--- Your goal ---
Repeat the whole listing exactly as it appears.

——————

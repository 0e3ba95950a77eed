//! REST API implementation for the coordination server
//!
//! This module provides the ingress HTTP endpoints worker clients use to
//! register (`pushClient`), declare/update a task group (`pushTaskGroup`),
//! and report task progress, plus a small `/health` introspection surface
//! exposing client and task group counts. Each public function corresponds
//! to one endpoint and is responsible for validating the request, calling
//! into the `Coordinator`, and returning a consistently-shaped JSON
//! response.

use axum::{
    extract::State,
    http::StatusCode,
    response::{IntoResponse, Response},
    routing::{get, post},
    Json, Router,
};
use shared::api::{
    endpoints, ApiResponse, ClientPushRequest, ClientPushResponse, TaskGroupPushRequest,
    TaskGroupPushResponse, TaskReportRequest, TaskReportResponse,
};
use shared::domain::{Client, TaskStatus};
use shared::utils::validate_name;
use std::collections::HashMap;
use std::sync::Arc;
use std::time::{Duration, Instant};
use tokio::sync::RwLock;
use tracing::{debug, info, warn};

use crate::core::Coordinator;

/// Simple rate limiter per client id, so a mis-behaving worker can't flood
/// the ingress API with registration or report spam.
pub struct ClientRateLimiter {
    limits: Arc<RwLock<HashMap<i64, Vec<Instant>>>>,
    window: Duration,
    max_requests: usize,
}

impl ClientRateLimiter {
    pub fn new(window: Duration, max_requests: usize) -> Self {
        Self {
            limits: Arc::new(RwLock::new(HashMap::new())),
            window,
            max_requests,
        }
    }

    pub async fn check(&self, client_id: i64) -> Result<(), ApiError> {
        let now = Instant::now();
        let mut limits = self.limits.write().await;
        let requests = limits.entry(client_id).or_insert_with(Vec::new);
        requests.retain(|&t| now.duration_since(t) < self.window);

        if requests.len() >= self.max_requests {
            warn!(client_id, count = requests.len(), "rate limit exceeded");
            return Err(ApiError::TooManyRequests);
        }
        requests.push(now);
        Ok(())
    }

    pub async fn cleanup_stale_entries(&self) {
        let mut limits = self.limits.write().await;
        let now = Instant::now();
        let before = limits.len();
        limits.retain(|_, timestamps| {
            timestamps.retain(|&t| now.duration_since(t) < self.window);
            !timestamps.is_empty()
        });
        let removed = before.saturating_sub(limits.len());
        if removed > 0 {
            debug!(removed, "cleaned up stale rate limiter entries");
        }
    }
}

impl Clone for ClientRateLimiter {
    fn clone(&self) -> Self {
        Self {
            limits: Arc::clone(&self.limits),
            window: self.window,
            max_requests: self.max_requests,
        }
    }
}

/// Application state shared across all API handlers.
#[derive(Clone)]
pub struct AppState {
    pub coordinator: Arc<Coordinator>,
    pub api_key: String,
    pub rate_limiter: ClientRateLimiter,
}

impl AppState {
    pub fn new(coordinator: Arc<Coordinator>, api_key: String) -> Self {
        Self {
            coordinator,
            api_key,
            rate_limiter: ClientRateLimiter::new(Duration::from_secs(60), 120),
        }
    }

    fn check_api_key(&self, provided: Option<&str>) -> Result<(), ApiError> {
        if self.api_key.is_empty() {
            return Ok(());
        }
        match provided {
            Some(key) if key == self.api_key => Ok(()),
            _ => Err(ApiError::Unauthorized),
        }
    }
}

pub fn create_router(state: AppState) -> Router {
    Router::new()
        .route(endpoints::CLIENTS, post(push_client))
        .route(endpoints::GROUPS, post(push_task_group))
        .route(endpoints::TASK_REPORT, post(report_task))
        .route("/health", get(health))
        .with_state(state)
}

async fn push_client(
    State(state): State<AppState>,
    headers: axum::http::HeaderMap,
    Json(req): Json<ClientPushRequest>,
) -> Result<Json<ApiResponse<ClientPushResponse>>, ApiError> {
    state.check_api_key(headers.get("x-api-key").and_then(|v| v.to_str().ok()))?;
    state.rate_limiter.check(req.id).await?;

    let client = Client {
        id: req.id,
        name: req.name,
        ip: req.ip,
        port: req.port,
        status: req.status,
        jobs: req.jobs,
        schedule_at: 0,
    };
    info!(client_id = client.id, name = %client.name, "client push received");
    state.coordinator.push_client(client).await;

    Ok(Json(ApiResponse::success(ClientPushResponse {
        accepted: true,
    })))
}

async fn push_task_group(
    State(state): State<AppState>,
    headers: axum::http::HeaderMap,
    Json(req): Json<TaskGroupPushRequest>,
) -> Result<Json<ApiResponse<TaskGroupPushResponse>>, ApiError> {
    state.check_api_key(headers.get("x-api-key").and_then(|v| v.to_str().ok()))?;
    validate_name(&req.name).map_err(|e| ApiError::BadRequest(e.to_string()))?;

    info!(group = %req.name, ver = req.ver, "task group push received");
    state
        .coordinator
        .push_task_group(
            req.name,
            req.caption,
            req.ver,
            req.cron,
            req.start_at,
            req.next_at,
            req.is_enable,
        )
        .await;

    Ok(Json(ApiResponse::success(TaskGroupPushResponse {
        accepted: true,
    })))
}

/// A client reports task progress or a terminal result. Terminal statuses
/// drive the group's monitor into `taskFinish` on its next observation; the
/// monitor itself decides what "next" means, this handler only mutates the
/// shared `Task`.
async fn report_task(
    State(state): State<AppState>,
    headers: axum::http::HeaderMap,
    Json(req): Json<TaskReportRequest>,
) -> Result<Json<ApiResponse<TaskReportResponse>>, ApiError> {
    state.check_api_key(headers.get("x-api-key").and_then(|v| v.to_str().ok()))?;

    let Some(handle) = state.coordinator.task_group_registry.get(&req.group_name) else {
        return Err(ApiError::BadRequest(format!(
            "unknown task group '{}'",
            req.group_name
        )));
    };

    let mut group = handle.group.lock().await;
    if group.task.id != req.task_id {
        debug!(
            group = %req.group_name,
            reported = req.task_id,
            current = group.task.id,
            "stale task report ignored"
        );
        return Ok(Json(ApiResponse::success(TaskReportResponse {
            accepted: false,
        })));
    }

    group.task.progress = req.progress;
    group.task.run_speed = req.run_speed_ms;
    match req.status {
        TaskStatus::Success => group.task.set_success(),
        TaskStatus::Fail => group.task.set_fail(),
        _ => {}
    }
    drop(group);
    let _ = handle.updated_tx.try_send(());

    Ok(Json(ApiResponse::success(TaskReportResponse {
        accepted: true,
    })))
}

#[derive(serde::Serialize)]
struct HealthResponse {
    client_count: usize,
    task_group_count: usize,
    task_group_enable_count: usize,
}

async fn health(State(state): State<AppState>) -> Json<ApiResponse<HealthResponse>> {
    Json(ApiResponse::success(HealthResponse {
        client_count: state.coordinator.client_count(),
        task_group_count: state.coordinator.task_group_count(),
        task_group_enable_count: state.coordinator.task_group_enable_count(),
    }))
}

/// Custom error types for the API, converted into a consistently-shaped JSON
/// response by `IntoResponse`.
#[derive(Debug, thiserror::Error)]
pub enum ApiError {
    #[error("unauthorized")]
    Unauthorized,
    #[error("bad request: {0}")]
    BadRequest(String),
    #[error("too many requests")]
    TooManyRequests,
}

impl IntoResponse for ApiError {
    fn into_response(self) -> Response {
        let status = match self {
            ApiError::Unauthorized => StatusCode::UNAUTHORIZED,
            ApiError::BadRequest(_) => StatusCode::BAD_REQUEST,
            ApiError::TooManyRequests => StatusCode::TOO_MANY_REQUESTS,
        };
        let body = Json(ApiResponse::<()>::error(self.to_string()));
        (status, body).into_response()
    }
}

——————

--- Response area ---
repository 0e3ba95950a77eed
//! REST API implementation for the coordination server
//!
//! This module provides the ingress HTTP endpoints worker clients use to
//! register (`pushClient`), declare/update a task group (`pushTaskGroup`),
//! and report task progress, plus a small `/health` introspection surface
//! exposing client and task group counts. Each public function corresponds
//! to one endpoint and is responsible for validating the request, calling
//! into the `Coordinator`, and returning a consistently-shaped JSON
//! response.

use axum::{
    extract::State,
    http::StatusCode,
    response::{IntoResponse, Response},
    routing::{get, post},
    Json, Router,
};
use shared::api::{
    endpoints, ApiResponse, ClientPushRequest, ClientPushResponse, TaskGroupPushRequest,
    TaskGroupPushResponse, TaskReportRequest, TaskReportResponse,
};
use shared::domain::{Client, TaskStatus};
use shared::utils::validate_name;
use std::collections::HashMap;
use std::sync::Arc;
use std::time::{Duration, Instant};
use tokio::sync::RwLock;
use tracing::{debug, info, warn};

use crate::core::Coordinator;

/// Simple rate limiter per client id, so a mis-behaving worker can't flood
/// the ingress API with registration or report spam.
pub struct ClientRateLimiter {
    limits: Arc<RwLock<HashMap<i64, Vec<Instant>>>>,
    window: Duration,
    max_requests: usize,
}

impl ClientRateLimiter {
    pub fn new(window: Duration, max_requests: usize) -> Self {
        Self {
            limits: Arc::new(RwLock::new(HashMap::new())),
            window,
            max_requests,
        }
    }

    pub async fn check(&self, client_id: i64) -> Result<(), ApiError> {
        let now = Instant::now();
        let mut limits = self.limits.write().await;
        let requests = limits.entry(client_id).or_insert_with(Vec::new);
        requests.retain(|&t| now.duration_since(t) < self.window);

        if requests.len() >= self.max_requests {
            warn!(client_id, count = requests.len(), "rate limit exceeded");
            return Err(ApiError::TooManyRequests);
        }
        requests.push(now);
        Ok(())
    }

    pub async fn cleanup_stale_entries(&self) {
        let mut limits = self.limits.write().await;
        let now = Instant::now();
        let before = limits.len();
        limits.retain(|_, timestamps| {
            timestamps.retain(|&t| now.duration_since(t) < self.window);
            !timestamps.is_empty()
        });
        let removed = before.saturating_sub(limits.len());
        if removed > 0 {
            debug!(removed, "cleaned up stale rate limiter entries");
        }
    }
}

impl Clone for ClientRateLimiter {
    fn clone(&self) -> Self {
        Self {
            limits: Arc::clone(&self.limits),
            window: self.window,
            max_requests: self.max_requests,
        }
    }
}

/// Application state shared across all API handlers.
#[derive(Clone)]
pub struct AppState {
    pub coordinator: Arc<Coordinator>,
    pub api_key: String,
    pub rate_limiter: ClientRateLimiter,
}

impl AppState {
    pub fn new(coordinator: Arc<Coordinator>, api_key: String) -> Self {
        Self {
            coordinator,
            api_key,
            rate_limiter: ClientRateLimiter::new(Duration::from_secs(60), 120),
        }
    }

    fn check_api_key(&self, provided: Option<&str>) -> Result<(), ApiError> {
        if self.api_key.is_empty() {
            return Ok(());
        }
        match provided {
            Some(key) if key == self.api_key => Ok(()),
            _ => Err(ApiError::Unauthorized),
        }
    }
}

pub fn create_router(state: AppState) -> Router {
    Router::new()
        .route(endpoints::CLIENTS, post(push_client))
        .route(endpoints::GROUPS, post(push_task_group))
        .route(endpoints::TASK_REPORT, post(report_task))
        .route("/health", get(health))
        .with_state(state)
}

async fn push_client(
    State(state): State<AppState>,
    headers: axum::http::HeaderMap,
    Json(req): Json<ClientPushRequest>,
) -> Result<Json<ApiResponse<ClientPushResponse>>, ApiError> {
    state.check_api_key(headers.get("x-api-key").and_then(|v| v.to_str().ok()))?;
    state.rate_limiter.check(req.id).await?;

    let client = Client {
        id: req.id,
        name: req.name,
        ip: req.ip,
        port: req.port,
        status: req.status,
        jobs: req.jobs,
        schedule_at: 0,
    };
    info!(client_id = client.id, name = %client.name, "client push received");
    state.coordinator.push_client(client).await;

    Ok(Json(ApiResponse::success(ClientPushResponse {
        accepted: true,
    })))
}

async fn push_task_group(
    State(state): State<AppState>,
    headers: axum::http::HeaderMap,
    Json(req): Json<TaskGroupPushRequest>,
) -> Result<Json<ApiResponse<TaskGroupPushResponse>>, ApiError> {
    state.check_api_key(headers.get("x-api-key").and_then(|v| v.to_str().ok()))?;
    validate_name(&req.name).map_err(|e| ApiError::BadRequest(e.to_string()))?;

    info!(group = %req.name, ver = req.ver, "task group push received");
    state
        .coordinator
        .push_task_group(
            req.name,
            req.caption,
            req.ver,
            req.cron,
            req.start_at,
            req.next_at,
            req.is_enable,
        )
        .await;

    Ok(Json(ApiResponse::success(TaskGroupPushResponse {
        accepted: true,
    })))
}

/// A client reports task progress or a terminal result. Terminal statuses
/// drive the group's monitor into `taskFinish` on its next observation; the
/// monitor itself decides what "next" means, this handler only mutates the
/// shared `Task`.
async fn report_task(
    State(state): State<AppState>,
    headers: axum::http::HeaderMap,
    Json(req): Json<TaskReportRequest>,
) -> Result<Json<ApiResponse<TaskReportResponse>>, ApiError> {
    state.check_api_key(headers.get("x-api-key").and_then(|v| v.to_str().ok()))?;

    let Some(handle) = state.coordinator.task_group_registry.get(&req.group_name) else {
        return Err(ApiError::BadRequest(format!(
            "unknown task group '{}'",
            req.group_name
        )));
    };

    let mut group = handle.group.lock().await;
    if group.task.id != req.task_id {
        debug!(
            group = %req.group_name,
            reported = req.task_id,
            current = group.task.id,
            "stale task report ignored"
        );
        return Ok(Json(ApiResponse::success(TaskReportResponse {
            accepted: false,
        })));
    }

    group.task.progress = req.progress;
    group.task.run_speed = req.run_speed_ms;
    match req.status {
        TaskStatus::Success => group.task.set_success(),
        TaskStatus::Fail => group.task.set_fail(),
        _ => {}
    }
    drop(group);
    let _ = handle.updated_tx.try_send(());

    Ok(Json(ApiResponse::success(TaskReportResponse {
        accepted: true,
    })))
}

#[derive(serde::Serialize)]
struct HealthResponse {
    client_count: usize,
    task_group_count: usize,
    task_group_enable_count: usize,
}

async fn health(State(state): State<AppState>) -> Json<ApiResponse<HealthResponse>> {
    Json(ApiResponse::success(HealthResponse {
        client_count: state.coordinator.client_count(),
        task_group_count: state.coordinator.task_group_count(),
        task_group_enable_count: state.coordinator.task_group_enable_count(),
    }))
}

/// Custom error types for the API, converted into a consistently-shaped JSON
/// response by `IntoResponse`.
#[derive(Debug, thiserror::Error)]
pub enum ApiError {
    #[error("unauthorized")]
    Unauthorized,
    #[error("bad request: {0}")]
    BadRequest(String),
    #[error("too many requests")]
    TooManyRequests,
}

impl IntoResponse for ApiError {
    fn into_response(self) -> Response {
        let status = match self {
            ApiError::Unauthorized => StatusCode::UNAUTHORIZED,
            ApiError::BadRequest(_) => StatusCode::BAD_REQUEST,
            ApiError::TooManyRequests => StatusCode::TOO_MANY_REQUESTS,
        };
        let body = Json(ApiResponse::<()>::error(self.to_string()));
        (status, body).into_response()
    }
}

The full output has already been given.